Posted on September 4th, 2012 No comments
What happens when a middle-aged detective suddenly learns he has an intense fear of heights? He quits the force…only to get dragged back into the investigation business at the behest of an old friend.
Starring Jimmy Stewart, Kim Novak & Barbara Bel Geddes
Directed by Alfred Hitchcock
Stewart brilliantly plays the ex-cop who, as a favor to an old college buddy, agrees to follow his wife. It seems she’s been traveling to strange places, and the guy believes she’s actually not herself when she does…in fact, he believes she’s been possessed by the spirit of her great grandmother. He fears for her life, of course, since the GG ended her own life with a nosedive out of a tower. Stewart follows…and winds up falling for the dame (Novak). You can probably see where this is heading…but in true Hitchcock style, you must be prepared to expect the unexpected.
Giant redwoods, an old Spanish mission, and tons of great shots of late 1950’s San Francisco play into this strange mystery. Throw in a mod-style cartoon depicting Stewart’s fear of heights and some very kool 50s rides, and you’ve got a sort of time capsule that swings you back to CAL in the mid-20th century.
Vertigo was nominated for two Oscars and Hitchcock was nominated for Outstanding Directorial Achievement in Motion Pictures by the Directors Guild of America. Unlike some of Hitchcock’s other infamous flicks, it’s filmed in Technicolor, which adds a lot to the vibrance of the characters and the “historical” qualities of this 1950’s slice of Americana.
“Uncredited second-unit cameraman Irmin Roberts invented the famous “zoom out and track in” shot (now sometimes called “contra-zoom” or “trombone shot”) to convey the sense of vertigo to the audience. The view down the mission stairwell cost $19,000 for just a couple of seconds of screen time.”
“The building exterior used for Madeleine’s apartment building is located at 1000 Mason St., across the street from the Fairmont Hotel.”
“Poorly received by U.S. critics on its release, this film is now hailed as Alfred Hitchcock’s masterpiece.”
Here’s the trailer…
-Tiki Chris reporting from the Golden Gate Bridge.
Posted on July 9th, 2012 No comments
Marty, from 1955
When a movie wins best Actor in a Leading Role (Borgnine), Best Director (Delbert Mann), Best Writing, Screenplay (Paddy Chayefsky) and Best Picture, you know it’s got to be good. Damned good. So it is with Marty. Marty is an Italian New York City (Bronx) butcher, who at 34 years old has not yet tied the knot.

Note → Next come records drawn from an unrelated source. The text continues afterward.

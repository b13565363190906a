//! Streaming encryption of uploaded file parts into the staging area.
//!
//! Each part is encrypted for the system key while it is read, so the
//! plaintext never touches disk. Once the stream ends the symmetric key is
//! wrapped for every certificate in the keyring and the ciphertext is
//! committed under its content id, next to a JSON sidecar carrying the
//! wrapped keys for the key custodian.
//!
//! ```text
//! upload/<batch>/upload.tmp           while streaming
//! upload/<batch>/<content_id>         committed ciphertext
//! upload/<batch>/<content_id>.json    StagedDescriptor
//! ```

use std::collections::BTreeMap;
use std::path::{Path, PathBuf};
use std::sync::Arc;

use base64::engine::general_purpose::STANDARD as BASE64;
use base64::Engine;
use bytes::Bytes;
use chrono::Utc;
use futures::{Stream, StreamExt};
use serde::{Deserialize, Serialize};
use tokio::fs;
use tokio::io::AsyncWriteExt;
use tokio::sync::Semaphore;
use tracing::{debug, info, warn};

use reception_shared::constants::{
    ACTION_ADD_DOMAIN_KEY, CIPHER_FORMAT, DOMAIN_KEY_CUSTODIAN, DOMAIN_MESSAGES,
};
use reception_shared::keywrap::wrap_key;
use reception_shared::{DomainSignature, RecipientCertificate, StreamEncryptor, SymmetricKey};

use crate::error::ReceptionError;
use crate::keyring::KeyringCache;
use crate::staging::{BatchId, StagingArea};

const TEMP_NAME: &str = "upload.tmp";

/// Public description of an encrypted file, as attached to the message.
#[derive(Debug, Clone, PartialEq, Serialize, Deserialize)]
pub struct FileDescriptor {
    pub content_id: String,
    pub filename: String,
    pub mimetype: String,
    pub created: i64,
    pub plaintext_size: u64,
    pub ciphertext_size: u64,
    pub key_reference: String,
    pub format: String,
    /// Stream header (ephemeral key and nonce), hex.
    pub header: String,
}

In fact. looking 20 years older, he doesn’t have much luck with any dames. He lives his life day to day, trying to be a nice guy and an all around good person. And he is…but nice guys finish last, don’t they?
Marty is constantly hounded by his family to get married. Trouble is, he can’t even manage to hold a girl’s attention for more than five minutes. Then along comes Clara, an average-looking schoolteacher who’s not the flashy-trashy chicks that seems to be swinging off the trees. They connect…but can they make it work?

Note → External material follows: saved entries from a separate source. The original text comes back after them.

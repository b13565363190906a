//! Correlated request/reply exchange with the message broker.
//!
//! The [`Producer`] keeps a table of in-flight requests keyed by
//! correlation id. Replies arrive asynchronously as [`InboundFrame`]s and
//! are matched back to their waiting caller by [`dispatch_inbound`], which
//! also routes certificate broadcasts to the keyring.
//!
//! The actual link is behind [`BrokerTransport`]; [`WsTransport`] speaks
//! JSON frames over a WebSocket to the broker gateway and reconnects with
//! exponential backoff (up to 60 seconds).

use std::collections::HashMap;
use std::sync::Arc;
use std::time::Duration;

use async_trait::async_trait;
use futures::{SinkExt, StreamExt};
use parking_lot::Mutex;
use serde::{Deserialize, Serialize};
use serde_json::Value;
use tokio::sync::{mpsc, oneshot, watch};
use tokio_tungstenite::{connect_async, tungstenite::Message as WsMessage};
use tracing::{debug, info, warn};

use crate::error::ReceptionError;
use crate::keyring::KeyringCache;
use crate::shutdown::Shutdown;

/// Routing suffix of certificate broadcasts (`evenement.<domain>.certificat`).
const CERTIFICATE_EVENT_SUFFIX: &str = ".certificat";

#[derive(Debug, Clone, PartialEq, Serialize, Deserialize)]
pub struct OutboundRequest {
    pub routing: String,
    pub correlation_id: String,
    pub payload: Value,
}

#[derive(Debug, Clone, Serialize, Deserialize)]
#[serde(tag = "type", rename_all = "snake_case")]
pub enum InboundFrame {
    Reply { correlation_id: String, body: Value },
    Event { routing: String, body: Value },
}

#[derive(Debug, Clone)]
pub struct BrokerReply {
    pub correlation_id: String,
    pub body: Value,
}

impl BrokerReply {
    pub fn is_ok(&self) -> bool {
        self.body.get("ok").and_then(Value::as_bool) == Some(true)
    }
}

#[async_trait]
pub trait BrokerTransport: Send + Sync {
    /// Resolves `true` once the link is up, `false` if it never will be.
    async fn wait_connected(&self) -> bool;

    async fn send(&self, request: OutboundRequest) -> Result<(), ReceptionError>;
}

// ---------------------------------------------------------------------------
// Producer
// ---------------------------------------------------------------------------

pub struct Producer {
    transport: Arc<dyn BrokerTransport>,
    pending: Mutex<HashMap<String, oneshot::Sender<BrokerReply>>>,
    max_pending: usize,
}

/// Removes the correlation entry however the request ends, cancellation included.
struct PendingGuard<'a> {
    producer: &'a Producer,
    correlation_id: &'a str,
}

impl Drop for PendingGuard<'_> {
    fn drop(&mut self) {
        self.producer.pending.lock().remove(self.correlation_id);
    }
}

impl Producer {
    pub fn new(transport: Arc<dyn BrokerTransport>, max_pending: usize) -> Self {
        Self {
            transport,
            pending: Mutex::new(HashMap::new()),
            max_pending,
        }
    }

    pub async fn wait_ready(&self, timeout: Duration) -> Result<(), ReceptionError> {
        match tokio::time::timeout(timeout, self.transport.wait_connected()).await {
            Ok(true) => Ok(()),
            Ok(false) | Err(_) => Err(ReceptionError::ProducerUnavailable),
        }
    }

    /// Send `payload` and wait for the reply carrying `correlation_id`.
    pub async fn request(
        &self,
        routing: &str,
        correlation_id: &str,
        payload: Value,
        timeout: Duration,
    ) -> Result<BrokerReply, ReceptionError> {
        let reply_rx = self.register(correlation_id)?;
        let _guard = PendingGuard {
            producer: self,
            correlation_id,
        };

        self.transport
            .send(OutboundRequest {
                routing: routing.to_string(),
                correlation_id: correlation_id.to_string(),
                payload,
            })
            .await?;

        match tokio::time::timeout(timeout, reply_rx).await {
            Ok(Ok(reply)) => Ok(reply),
            Ok(Err(_)) => Err(ReceptionError::Broker("reply channel closed".to_string())),
            Err(_) => {
                warn!(routing, correlation_id, "Broker reply timed out");
                Err(ReceptionError::SubmitTimeout)
            }
        }
    }

    /// Hand a reply to its waiting request. Returns `false` for unknown ids.
    pub fn complete(&self, reply: BrokerReply) -> bool {
        let waiter = self.pending.lock().remove(&reply.correlation_id);
        match waiter {
            Some(tx) => tx.send(reply).is_ok(),
            None => {
                debug!(correlation_id = %reply.correlation_id, "Reply for unknown correlation id");
                false
            }
        }
    }

    pub fn pending_count(&self) -> usize {
        self.pending.lock().len()
    }

    fn register(&self, correlation_id: &str) -> Result<oneshot::Receiver<BrokerReply>, ReceptionError> {
        let mut pending = self.pending.lock();
        if pending.len() >= self.max_pending {
            return Err(ReceptionError::Broker(format!(
                "too many pending requests ({})",
                pending.len()
            )));
        }
        if pending.contains_key(correlation_id) {
            return Err(ReceptionError::Broker(format!(
                "duplicate correlation id {correlation_id}"
            )));
        }

        let (tx, rx) = oneshot::channel();
        pending.insert(correlation_id.to_string(), tx);
        Ok(rx)
    }
}

/// Route inbound frames until shutdown or until the transport goes away.
pub async fn dispatch_inbound(
    producer: Arc<Producer>,
    keyring: Arc<KeyringCache>,
    mut frames: mpsc::UnboundedReceiver<InboundFrame>,
    mut shutdown: Shutdown,
) {
    loop {
        let frame = tokio::select! {
            _ = shutdown.triggered() => break,
            frame = frames.recv() => frame,
        };

        match frame {
            Some(InboundFrame::Reply {
                correlation_id,
                body,
            }) => {
                producer.complete(BrokerReply {
                    correlation_id,
                    body,
                });
            }
            Some(InboundFrame::Event { routing, body })
                if routing.ends_with(CERTIFICATE_EVENT_SUFFIX) =>
            {
                match keyring.on_certificate_event(&body) {
                    Ok(fingerprint) => info!(%routing, %fingerprint, "Certificate event ingested"),
                    Err(e) => warn!(%routing, error = %e, "Rejected certificate event"),
                }
            }
            Some(InboundFrame::Event { routing, .. }) => {
                debug!(%routing, "Ignoring broker event");
            }
            None => break,
        }
    }

    info!("Inbound dispatch stopped");
}

// ---------------------------------------------------------------------------
// WebSocket transport
// ---------------------------------------------------------------------------

pub struct WsTransport {
    outbound: mpsc::UnboundedSender<OutboundRequest>,
    connected: watch::Receiver<bool>,
}

impl WsTransport {
    /// Start the connection loop in the background.
    pub fn spawn(
        url: String,
        inbound: mpsc::UnboundedSender<InboundFrame>,
        shutdown: Shutdown,
    ) -> Arc<Self> {
        let (outbound_tx, outbound_rx) = mpsc::unbounded_channel();
        let (connected_tx, connected_rx) = watch::channel(false);

        tokio::spawn(connection_loop(
            url,
            outbound_rx,
            inbound,
            connected_tx,
            shutdown,
        ));

        Arc::new(Self {
            outbound: outbound_tx,
            connected: connected_rx,
        })
    }
}

#[async_trait]
impl BrokerTransport for WsTransport {
    async fn wait_connected(&self) -> bool {
        let mut connected = self.connected.clone();
        let up = connected.wait_for(|up| *up).await.is_ok();
        up
    }

    async fn send(&self, request: OutboundRequest) -> Result<(), ReceptionError> {
        if !*self.connected.borrow() {
            return Err(ReceptionError::ProducerUnavailable);
        }
        self.outbound
            .send(request)
            .map_err(|_| ReceptionError::ProducerUnavailable)
    }
}

async fn connection_loop(
    url: String,
    mut outbound: mpsc::UnboundedReceiver<OutboundRequest>,
    inbound: mpsc::UnboundedSender<InboundFrame>,
    connected: watch::Sender<bool>,
    mut shutdown: Shutdown,
) {
    let mut backoff = Duration::from_secs(1);
    let max_backoff = Duration::from_secs(60);

    while !shutdown.is_triggered() {
        info!(url = %url, "Connecting to broker");

        match run_connection(&url, &mut outbound, &inbound, &connected, &mut shutdown).await {
            Ok(()) => {
                info!(url = %url, "Broker link closed");
                backoff = Duration::from_secs(1);
            }
            Err(e) => warn!(url = %url, error = %e, "Broker link failed"),
        }
        connected.send_replace(false);

        if shutdown.is_triggered() {
            break;
        }
        debug!(backoff_secs = backoff.as_secs(), "Reconnecting to broker after backoff");
        tokio::select! {
            _ = tokio::time::sleep(backoff) => {}
            _ = shutdown.triggered() => break,
        }
        backoff = (backoff * 2).min(max_backoff);
    }

    info!("Broker connection loop stopped");
}

async fn run_connection(
    url: &str,
    outbound: &mut mpsc::UnboundedReceiver<OutboundRequest>,
    inbound: &mpsc::UnboundedSender<InboundFrame>,
    connected: &watch::Sender<bool>,
    shutdown: &mut Shutdown,
) -> Result<(), tokio_tungstenite::tungstenite::Error> {
    let (ws_stream, _) = connect_async(url).await?;
    let (mut ws_sender, mut ws_receiver) = ws_stream.split();

    connected.send_replace(true);
    info!(url, "Broker link up");

    loop {
        tokio::select! {
            _ = shutdown.triggered() => {
                if let Err(e) = ws_sender.close().await {
                    warn!(url, error = %e, "Failed to close broker link cleanly");
                }
                return Ok(());
            }
            request = outbound.recv() => {
                let Some(request) = request else {
                    return Ok(());
                };
                match serde_json::to_string(&request) {
                    Ok(json) => ws_sender.send(WsMessage::Text(json.into())).await?,
                    Err(e) => warn!(error = %e, "Failed to encode broker request"),
                }
            }
            message = ws_receiver.next() => match message {
                Some(Ok(WsMessage::Text(text))) => {
                    match serde_json::from_str::<InboundFrame>(&text) {
                        Ok(frame) => {
                            if inbound.send(frame).is_err() {
                                warn!("Inbound dispatcher gone, dropping broker frame");
                            }
                        }
                        Err(e) => warn!(error = %e, "Unparseable broker frame"),
                    }
                }
                Some(Ok(WsMessage::Close(_))) | None => return Ok(()),
                Some(Ok(_)) => {}
                Some(Err(e)) => return Err(e),
            }
        }
    }
}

Marty is a great mid-50s slice of life story, with fantastic performances by Borgnine, Jerry Paris and Betsy Blair. It’s part Noir, part love story and part comedy, with the fun coming from the daily lives of the characters and how they interact, not from cheesy one-liners or puns. One of my favorite scenes is when Marty and his buddy are trying to figure out what to do that night. “Let’s call Mary Feeney…”
Food: Since Marty is a butcher, it only makes sense to have some meat. Here’s and easy pot roast recipe that’s been a standard in my family for 50+ years.
5-8 lb Chuck or Bottom Round Roast
Fresh Carrots, Celery, Potatoes, Onions, string beans
Canned or frozen peas, corn
Lipton Onion Soup Mix
Salt, Pepper, Garlic Powder, Oregano, Bay Leaves
Sprinkle salt and pepper on the roast. In a large pot, sear the beef on high heat in a tablespoon of oil, turning until each side is brown. Add one large onion, potatoes, carrots, and celery (all diced into large chunks) and string beans, one can corn and one can peas (with water), and one cup of water. Bring to boil. Separately, dissolve bouillon cube and onion soup mix in one cup cold water. Add on teaspoon each of salt, pepper, garlic powder, and oregano. Pour into pot and bring to boil. Add 2-3 bay leaves. Once at full boil, reduce to simmer, stir and cover. Add another cup of water and let simmer for about 20 minutes. Taste broth; add more water as needed and seasoning to taste. Allow roast to simmer (low) covered for at least two hours. Roast is done when it is tender enough to pull apart with a fork.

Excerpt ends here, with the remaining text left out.